Dataset extract Start Marker
use crossterm::event::Event as CrosstermEvent;

#[derive(Debug, Clone, derive_more::IsVariant, derive_more::From)]
pub(super) enum TuiEvent {
    /// The simulation clock is due.
    Tick,
    /// The screen is due for a redraw.
    Render,
    Terminal(CrosstermEvent),
}
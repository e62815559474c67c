//! Run configuration.
//!
//! [`TrainingConfig`] is what a JSON config file deserializes into. Every
//! field has a default, so a file only needs the fields it changes.

use std::path::PathBuf;

use gapflight_engine::{CourseParams, GapColumn, Mode, ObstacleStream};
use serde::{Deserialize, Serialize};

use crate::evolution::EvolutionParams;

#[derive(Debug, derive_more::Display, derive_more::Error)]
pub enum ConfigError {
    #[display("invalid mode `{value}` (expected one of gravity, helicopter, thrust)")]
    InvalidMode {
        #[error(not(source))]
        value: String,
    },
    #[display("population size must be positive")]
    NonPositivePopulation,
    #[display("checkpoint frequency must be positive")]
    ZeroCheckpointFrequency,
    #[display("camera speed must be positive")]
    ZeroCameraSpeed,
    #[display("fps must be positive")]
    ZeroFps,
    #[display("box gap must be positive")]
    ZeroBoxGap,
    #[display("gap rows must be in 1..={max}, got {gap_rows}")]
    GapRowsOutOfRange { gap_rows: usize, max: usize },
    #[display("elite count {elite_count} exceeds population size {population_size}")]
    EliteCountTooLarge {
        elite_count: usize,
        population_size: usize,
    },
    #[display("score margin must be at most {max}, got {score_margin}")]
    ScoreMarginTooLarge { score_margin: u32, max: u32 },
    #[display("tournament size must be positive")]
    ZeroTournamentSize,
    #[display("{name} must be in [0, 1], got {value}")]
    InvalidProbability {
        name: &'static str,
        #[error(not(source))]
        value: f32,
    },
    #[display("{name} must be a finite, non-negative number, got {value}")]
    InvalidParameter {
        name: &'static str,
        #[error(not(source))]
        value: f32,
    },
}

#[derive(Debug, Clone, PartialEq, Serialize, Deserialize)]
#[serde(default)]
pub struct TrainingConfig {
    pub mode: Mode,
    pub population_size: usize,
    /// Save survivors every this many generations.
    pub checkpoint_freq: u32,
    pub seed: u64,
    /// Pixels per tick.
    pub camera_speed: u32,
    /// Gap height in rows.
    pub gap_rows: usize,
    /// Horizontal spacing between columns, in box widths.
    pub box_gap: u32,
    /// Logical ticks per second; sets the spawn cadence together with `box_gap`.
    pub fps: u32,
    /// Agents are stopped once they get this far past the high score.
    pub score_margin: u32,
    pub checkpoint_dir: PathBuf,
    #[serde(flatten)]
    pub evolution: EvolutionParams,
}

impl Default for TrainingConfig {
    fn default() -> Self {
        Self {
            mode: Mode::default(),
            population_size: 150,
            checkpoint_freq: 5,
            seed: 0,
            camera_speed: 8,
            gap_rows: 4,
            box_gap: 9,
            fps: 50,
            score_margin: 10_000,
            checkpoint_dir: PathBuf::from("checkpoint"),
            evolution: EvolutionParams::default(),
        }
    }
}

impl TrainingConfig {
    /// Largest gap that still fits below the lowest possible gap offset.
    pub const MAX_GAP_ROWS: usize = GapColumn::ROWS - *ObstacleStream::GAP_OFFSET_RANGE.end();
    /// Largest accepted `score_margin`.
    pub const MAX_SCORE_MARGIN: u32 = 100_000_000;

    /// Parses a mode name as given on the command line or in a config file.
    pub fn parse_mode(value: &str) -> Result<Mode, ConfigError> {
        value.parse().map_err(|_| ConfigError::InvalidMode {
            value: value.to_owned(),
        })
    }

    /// Checks every field, returning the first problem found.
    pub fn validate(&self) -> Result<(), ConfigError> {
        if self.population_size == 0 {
            return Err(ConfigError::NonPositivePopulation);
        }
        if self.checkpoint_freq == 0 {
            return Err(ConfigError::ZeroCheckpointFrequency);
        }
        if self.camera_speed == 0 {
            return Err(ConfigError::ZeroCameraSpeed);
        }
        if self.fps == 0 {
            return Err(ConfigError::ZeroFps);
        }
        if self.box_gap == 0 {
            return Err(ConfigError::ZeroBoxGap);
        }
        if !(1..=Self::MAX_GAP_ROWS).contains(&self.gap_rows) {
            return Err(ConfigError::GapRowsOutOfRange {
                gap_rows: self.gap_rows,
                max: Self::MAX_GAP_ROWS,
            });
        }
        if self.score_margin > Self::MAX_SCORE_MARGIN {
            return Err(ConfigError::ScoreMarginTooLarge {
                score_margin: self.score_margin,
                max: Self::MAX_SCORE_MARGIN,
            });
        }

        let evolution = &self.evolution;
        if evolution.elite_count > self.population_size {
            return Err(ConfigError::EliteCountTooLarge {
                elite_count: evolution.elite_count,
                population_size: self.population_size,
            });
        }
        if evolution.tournament_size == 0 {
            return Err(ConfigError::ZeroTournamentSize);
        }
        for (name, value) in [
            ("mutation_rate", evolution.mutation_rate),
            ("fitness_floor_ratio", evolution.fitness_floor_ratio),
        ] {
            if !(0.0..=1.0).contains(&value) {
                return Err(ConfigError::InvalidProbability { name, value });
            }
        }
        for (name, value) in [
            ("blx_alpha", evolution.blx_alpha),
            ("mutation_sigma", evolution.mutation_sigma),
            ("max_weight", evolution.max_weight),
            ("init_weight", evolution.init_weight),
        ] {
            if !value.is_finite() || value < 0.0 {
                return Err(ConfigError::InvalidParameter { name, value });
            }
        }
        Ok(())
    }

    /// Course parameters derived from this configuration.
    #[must_use]
    pub fn course_params(&self) -> CourseParams {
        CourseParams {
            seed: self.seed,
            camera_speed: self.camera_speed,
            gap_rows: self.gap_rows,
            spawn_interval: ObstacleStream::spawn_interval(self.box_gap, self.fps, self.camera_speed),
        }
    }
}

#[cfg(test)]
mod tests {
    use super::*;

    #[test]
    fn test_defaults_are_valid() {
        let config = TrainingConfig::default();
        config.validate().unwrap();
        assert_eq!(config.course_params(), CourseParams::default());
    }

    #[test]
    fn test_partial_file_keeps_defaults() {
        let config: TrainingConfig =
            serde_json::from_str(r#"{ "mode": "gravity", "population_size": 10, "elite_count": 1 }"#)
                .unwrap();
        assert_eq!(config.mode, Mode::Gravity);
        assert_eq!(config.population_size, 10);
        assert_eq!(config.evolution.elite_count, 1);
        assert_eq!(config.checkpoint_freq, 5);
        assert_eq!(config.evolution.tournament_size, 3);
    }

    #[test]
    fn test_unknown_mode_in_file_is_rejected() {
        assert!(serde_json::from_str::<TrainingConfig>(r#"{ "mode": "rocket" }"#).is_err());
    }

    #[test]
    fn test_parse_mode() {
        assert_eq!(TrainingConfig::parse_mode("thrust").unwrap(), Mode::Thrust);
        let err = TrainingConfig::parse_mode("rocket").unwrap_err();
        assert!(matches!(err, ConfigError::InvalidMode { value } if value == "rocket"));
    }

    #[test]
    fn test_validate_rejects_bad_values() {
        let invalid = [
            TrainingConfig {
                population_size: 0,
                ..TrainingConfig::default()
            },
            TrainingConfig {
                checkpoint_freq: 0,
                ..TrainingConfig::default()
            },
            TrainingConfig {
                camera_speed: 0,
                ..TrainingConfig::default()
            },
            TrainingConfig {
                gap_rows: 0,
                ..TrainingConfig::default()
            },
            TrainingConfig {
                gap_rows: 8,
                ..TrainingConfig::default()
            },
            TrainingConfig {
                population_size: 1,
                ..TrainingConfig::default()
            },
            TrainingConfig {
                score_margin: u32::MAX,
                ..TrainingConfig::default()
            },
            TrainingConfig {
                evolution: EvolutionParams {
                    tournament_size: 0,
                    ..EvolutionParams::default()
                },
                ..TrainingConfig::default()
            },
            TrainingConfig {
                evolution: EvolutionParams {
                    mutation_rate: 1.5,
                    ..EvolutionParams::default()
                },
                ..TrainingConfig::default()
            },
            TrainingConfig {
                evolution: EvolutionParams {
                    mutation_sigma: f32::NAN,
                    ..EvolutionParams::default()
                },
                ..TrainingConfig::default()
            },
        ];
        for config in invalid {
            assert!(config.validate().is_err(), "{config:?}");
        }
    }

    #[test]
    fn test_largest_gap_fits_the_field() {
        let config = TrainingConfig {
            gap_rows: TrainingConfig::MAX_GAP_ROWS,
            ..TrainingConfig::default()
        };
        config.validate().unwrap();
        assert_eq!(TrainingConfig::MAX_GAP_ROWS, 7);
    }
}
use crate::{
    command::ConfigArg,
    tui::{RenderMode, Tui},
};

use self::app::PlayApp;

mod app;
mod input;

#[derive(Default, Debug, Clone, clap::Args)]
pub(crate) struct PlayArg {
    #[clap(flatten)]
    config: ConfigArg,
}

pub(crate) fn run(arg: &PlayArg) -> anyhow::Result<()> {
    let config = arg.config.load()?;

    let mut app = PlayApp::new(config.mode, config.course_params());
    Tui::new(f64::from(config.fps), RenderMode::AfterChange).run(&mut app)?;

    eprintln!(
        "High score: {} ({} attempts)",
        app.high_score(),
        app.attempts()
    );
    Ok(())
}
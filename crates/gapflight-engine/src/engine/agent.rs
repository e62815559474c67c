use crate::{
    Control, ControlSource, Dynamics as _, EdgePolicy, Field, GapColumn, Genome, KinematicState,
    Mode, ModeDynamics, Rect, Sensors,
};

/// Result of advancing a body by one tick.
#[derive(Debug, Clone, Copy, PartialEq)]
pub struct StepOutcome {
    /// Screen position of the hitbox's top-left corner after the step.
    pub position: (f32, f32),
    pub collided: bool,
}

/// The physical part of an agent: its mode dynamics and kinematic state.
#[derive(Debug, Clone)]
pub struct Body {
    dynamics: ModeDynamics,
    state: KinematicState,
}

impl Body {
    #[must_use]
    pub fn new(mode: Mode) -> Self {
        let dynamics = ModeDynamics::for_mode(mode);
        Self {
            state: dynamics.initial_state(),
            dynamics,
        }
    }

    #[must_use]
    pub fn mode(&self) -> Mode {
        self.dynamics.mode()
    }

    #[must_use]
    pub fn dynamics(&self) -> &ModeDynamics {
        &self.dynamics
    }

    #[must_use]
    pub fn state(&self) -> &KinematicState {
        &self.state
    }

    /// Puts the body back at its starting position, at rest.
    pub fn reset(&mut self) {
        self.state = self.dynamics.initial_state();
    }

    /// Hitbox in screen coordinates.
    #[must_use]
    pub fn screen_hitbox(&self) -> Rect {
        let (width, height) = self.dynamics.hitbox_size();
        Rect::new(Field::AGENT_X, self.state.y, width, height)
    }

    /// Hitbox in world coordinates for the given camera offset.
    #[must_use]
    pub fn world_hitbox(&self, camera: u32) -> Rect {
        self.screen_hitbox()
            .shifted_x(Field::agent_world_x(camera) - Field::AGENT_X)
    }

    /// Advances the body by one tick and checks it against the field and `window`.
    ///
    /// Overlap is strict: a hitbox that only touches a box edge or the
    /// field boundary does not collide.
    pub fn step(&mut self, window: &[GapColumn], camera: u32, control: Control) -> StepOutcome {
        self.dynamics.integrate(&mut self.state, control);

        let (_, height) = self.dynamics.hitbox_size();
        #[expect(clippy::cast_precision_loss)]
        let floor = Field::HEIGHT as f32 - height;
        let out_of_field = self.state.y < 0.0 || self.state.y > floor;
        let mut collided = false;
        if out_of_field {
            match self.dynamics.edge_policy() {
                EdgePolicy::Kill => collided = true,
                EdgePolicy::Clamp => {
                    self.state.y = self.state.y.clamp(0.0, floor);
                    self.state.velocity = 0.0;
                }
            }
        }

        let hitbox = self.world_hitbox(camera);
        collided |= window.iter().any(|column| column.collides_with(&hitbox));

        StepOutcome {
            position: (Field::AGENT_X, self.state.y),
            collided,
        }
    }
}

/// A single simulated agent.
///
/// An agent owns its genome and its body. While alive it is stepped once
/// per tick; the first collision (or an external kill) freezes its fitness
/// to the camera distance at that moment, and it is never stepped again
/// until [`Agent::reset_values`] starts a fresh life.
#[derive(Debug, Clone)]
pub struct Agent {
    genome: Genome,
    body: Body,
    source: ControlSource,
    alive: bool,
    fitness: Option<u32>,
}

impl Agent {
    /// Creates a policy-controlled agent.
    #[must_use]
    pub fn new(mode: Mode, genome: Genome) -> Self {
        Self {
            genome,
            body: Body::new(mode),
            source: ControlSource::Policy,
            alive: true,
            fitness: None,
        }
    }

    /// Creates an agent driven by external input.
    #[must_use]
    pub fn human(mode: Mode) -> Self {
        Self {
            source: ControlSource::Human,
            ..Self::new(mode, Genome::zeroed())
        }
    }

    /// Like [`Self::new`], with a fitness recorded by an earlier evaluation.
    #[must_use]
    pub fn with_fitness(mode: Mode, genome: Genome, fitness: u32) -> Self {
        Self {
            fitness: Some(fitness),
            ..Self::new(mode, genome)
        }
    }

    #[must_use]
    pub fn genome(&self) -> &Genome {
        &self.genome
    }

    #[must_use]
    pub fn body(&self) -> &Body {
        &self.body
    }

    #[must_use]
    pub fn mode(&self) -> Mode {
        self.body.mode()
    }

    #[must_use]
    pub fn control_source(&self) -> ControlSource {
        self.source
    }

    #[must_use]
    pub fn is_alive(&self) -> bool {
        self.alive
    }

    /// Distance travelled before death, or the recorded fitness of a loaded agent.
    ///
    /// Agents that never died report 0.
    #[must_use]
    pub fn fitness(&self) -> u32 {
        self.fitness.unwrap_or(0)
    }

    /// Decides the control for this tick.
    ///
    /// Policy agents evaluate their genome and ignore `input`; human agents
    /// use `input` as is.
    #[must_use]
    pub fn decide(&self, window: &[GapColumn], camera: u32, input: Control) -> Control {
        match self.source {
            ControlSource::Human => input,
            ControlSource::Policy => {
                let hitbox = self.body.world_hitbox(camera);
                let sensors = Sensors::read(&hitbox, self.body.state().velocity, window);
                let output = self.genome.evaluate(&sensors);
                self.body.dynamics().control_from_output(output)
            }
        }
    }

    /// Advances a living agent by one tick.
    ///
    /// Dead agents are left untouched and report no collision.
    pub fn step(&mut self, window: &[GapColumn], camera: u32, input: Control) -> StepOutcome {
        if !self.alive {
            let (x, y) = (Field::AGENT_X, self.body.state().y);
            return StepOutcome {
                position: (x, y),
                collided: false,
            };
        }
        let control = self.decide(window, camera, input);
        self.body.step(window, camera, control)
    }

    /// Marks the agent dead and freezes its fitness at `distance`.
    ///
    /// Has no effect on an agent that is already dead.
    pub fn kill(&mut self, distance: u32) {
        if self.alive {
            self.alive = false;
            self.fitness = Some(distance);
        }
    }

    /// Starts a fresh life with the same genome.
    ///
    /// The previous fitness is kept until the agent dies again, so it stays
    /// visible to selection while the new life is being evaluated.
    pub fn reset_values(&mut self) {
        self.body.reset();
        self.alive = true;
    }
}

#[cfg(test)]
mod tests {
    use super::*;
    use crate::GravityDynamics;

    fn run_until_death(agent: &mut Agent, camera_speed: u32, limit: u32) -> Option<u32> {
        let mut camera = 0;
        while camera < limit {
            camera += camera_speed;
            if agent.step(&[], camera, Control::None).collided {
                agent.kill(camera);
                return Some(agent.fitness());
            }
        }
        None
    }

    #[test]
    fn test_silent_gravity_agent_hits_floor_before_200() {
        let mut agent = Agent::new(Mode::Gravity, Genome::zeroed());
        let died_at = run_until_death(&mut agent, 8, 10_000).unwrap();
        assert!(died_at < 200, "died at {died_at}");
        assert!(!agent.is_alive());
    }

    #[test]
    fn test_clamped_modes_survive_empty_course() {
        for mode in [Mode::Helicopter, Mode::Thrust] {
            let mut agent = Agent::new(mode, Genome::zeroed());
            assert_eq!(run_until_death(&mut agent, 8, 5_000), None);
            let hitbox = agent.body().screen_hitbox();
            assert!(hitbox.y >= 0.0 && hitbox.bottom() <= 720.0);
        }
    }

    #[test]
    fn test_gravity_touching_floor_is_not_collision() {
        let mut body = Body::new(Mode::Gravity);
        body.state.y = 720.0 - 70.0 - GravityDynamics::GRAVITY;
        body.state.velocity = 0.0;
        let outcome = body.step(&[], 0, Control::None);
        assert!(!outcome.collided);
        let outcome = body.step(&[], 0, Control::None);
        assert!(outcome.collided);
    }

    #[test]
    fn test_collides_with_column_in_window() {
        let mut agent = Agent::new(Mode::Helicopter, Genome::zeroed());
        // agent spans world x [camera + 100, camera + 200); the gap is far above it
        let column = GapColumn::new(1180, 1, 2);
        let outcome = agent.step(&[column], 1000, Control::Up);
        assert!(outcome.collided);
    }

    #[test]
    fn test_touching_column_face_is_not_collision() {
        let mut agent = Agent::new(Mode::Helicopter, Genome::zeroed());
        // hitbox right edge at 1000 + 100 + 100 = 1200
        let column = GapColumn::new(1200, 1, 2);
        let outcome = agent.step(&[column], 1000, Control::Up);
        assert!(!outcome.collided);
    }

    #[test]
    fn test_kill_freezes_fitness_once() {
        let mut agent = Agent::new(Mode::Thrust, Genome::zeroed());
        agent.kill(480);
        agent.kill(960);
        assert_eq!(agent.fitness(), 480);
        let outcome = agent.step(&[], 1000, Control::Axis(1.0));
        assert!(!outcome.collided);
    }

    #[test]
    fn test_reset_values_keeps_genome() {
        let mut weights = vec![0.0; Genome::LEN];
        weights[0] = 0.5;
        let genome = Genome::from_weights(weights).unwrap();
        let mut agent = Agent::new(Mode::Gravity, genome.clone());
        run_until_death(&mut agent, 8, 10_000);
        agent.reset_values();
        assert!(agent.is_alive());
        assert_eq!(agent.genome(), &genome);
        assert_eq!(agent.body().state(), &Body::new(Mode::Gravity).state);
    }

    #[test]
    fn test_human_agent_uses_input() {
        let agent = Agent::human(Mode::Gravity);
        assert!(agent.control_source().is_human());
        assert_eq!(agent.decide(&[], 0, Control::Flap), Control::Flap);
        let policy = Agent::new(Mode::Gravity, Genome::zeroed());
        assert_eq!(policy.decide(&[], 0, Control::Flap), Control::None);
    }
}
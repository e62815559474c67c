use crossterm::event::Event;
use ratatui::Frame;

use crate::tui::Pacing;

/// A terminal front end driven by [`Tui::run`](crate::tui::Tui::run).
pub trait App {
    fn should_exit(&self) -> bool;

    /// Handles key input, resize and other terminal events.
    ///
    /// `pacing` may be changed here, e.g. to switch the game speed.
    fn handle_event(&mut self, pacing: &mut Pacing, event: Event);

    fn draw(&self, frame: &mut Frame, pacing: &Pacing);

    /// Advances the simulation by one tick.
    fn update(&mut self);
}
Dataset extract End Marker
**Work to be completed**
Read the entries above and find each line holding the word "left". Copy it out.

**Solution to this exercise**
    /// Screen position of the hitbox's top-left corner after the step.
    /// Dead agents are left untouched and report no collision.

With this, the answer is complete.